▶ [What you need to do] Find the word "recorded" below. Copy each line that has it.
---- Entries supplied
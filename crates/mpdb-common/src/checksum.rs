//! Checksum utilities for curated output files
//!
//! Sidecars use the `sha256sum` line format (`<hex>  <file name>`), so they can be
//! checked with standard tooling as well as [`verify_sidecar`].

use crate::error::{MpdbError, Result};
use sha2::{Digest, Sha256};
use std::io::Read;
use std::path::{Path, PathBuf};

/// File extension appended to the checksummed file's name
pub const SIDECAR_EXTENSION: &str = "sha256";

/// Compute the SHA-256 checksum of a file
pub fn compute_file_checksum(path: impl AsRef<Path>) -> Result<String> {
    let mut file = std::fs::File::open(path)?;
    compute_checksum(&mut file)
}

/// Compute the SHA-256 checksum of any readable source
pub fn compute_checksum<R: Read>(reader: &mut R) -> Result<String> {
    let mut hasher = Sha256::new();
    let mut buffer = [0u8; 8192];

    loop {
        let bytes_read = reader.read(&mut buffer)?;
        if bytes_read == 0 {
            break;
        }
        hasher.update(&buffer[..bytes_read]);
    }

    Ok(hex::encode(hasher.finalize()))
}

/// Compute the SHA-256 checksum of an in-memory buffer
pub fn compute_bytes_checksum(bytes: &[u8]) -> String {
    hex::encode(Sha256::digest(bytes))
}

/// Sidecar line for a file named `file_name` with the given checksum
pub fn sidecar_line(checksum: &str, file_name: &str) -> String {
    format!("{checksum}  {file_name}\n")
}

/// Path of the sidecar for `path` (`data.json` -> `data.json.sha256`)
pub fn sidecar_path(path: &Path) -> PathBuf {
    let mut name = path.file_name().unwrap_or_default().to_os_string();
    name.push(".");
    name.push(SIDECAR_EXTENSION);
    path.with_file_name(name)
}

/// Write a checksum sidecar next to `path` and return its location
pub fn write_sidecar(path: impl AsRef<Path>) -> Result<PathBuf> {
    let path = path.as_ref();
    let checksum = compute_file_checksum(path)?;
    let file_name = path
        .file_name()
        .map(|n| n.to_string_lossy().into_owned())
        .unwrap_or_default();

    let sidecar = sidecar_path(path);
    std::fs::write(&sidecar, sidecar_line(&checksum, &file_name))?;
    Ok(sidecar)
}

/// Verify a file against its sidecar
pub fn verify_sidecar(path: impl AsRef<Path>) -> Result<()> {
    let path = path.as_ref();
    let recorded = std::fs::read_to_string(sidecar_path(path))?;
    let expected = recorded.split_whitespace().next().unwrap_or_default().to_string();
    let actual = compute_file_checksum(path)?;

    if actual == expected {
        Ok(())
    } else {
        Err(MpdbError::ChecksumMismatch {
            path: path.display().to_string(),
            expected,
            actual,
        })
    }
}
--------
▶ [Written response]
    let recorded = std::fs::read_to_string(sidecar_path(path))?;
    let expected = recorded.split_whitespace().next().unwrap_or_default().to_string();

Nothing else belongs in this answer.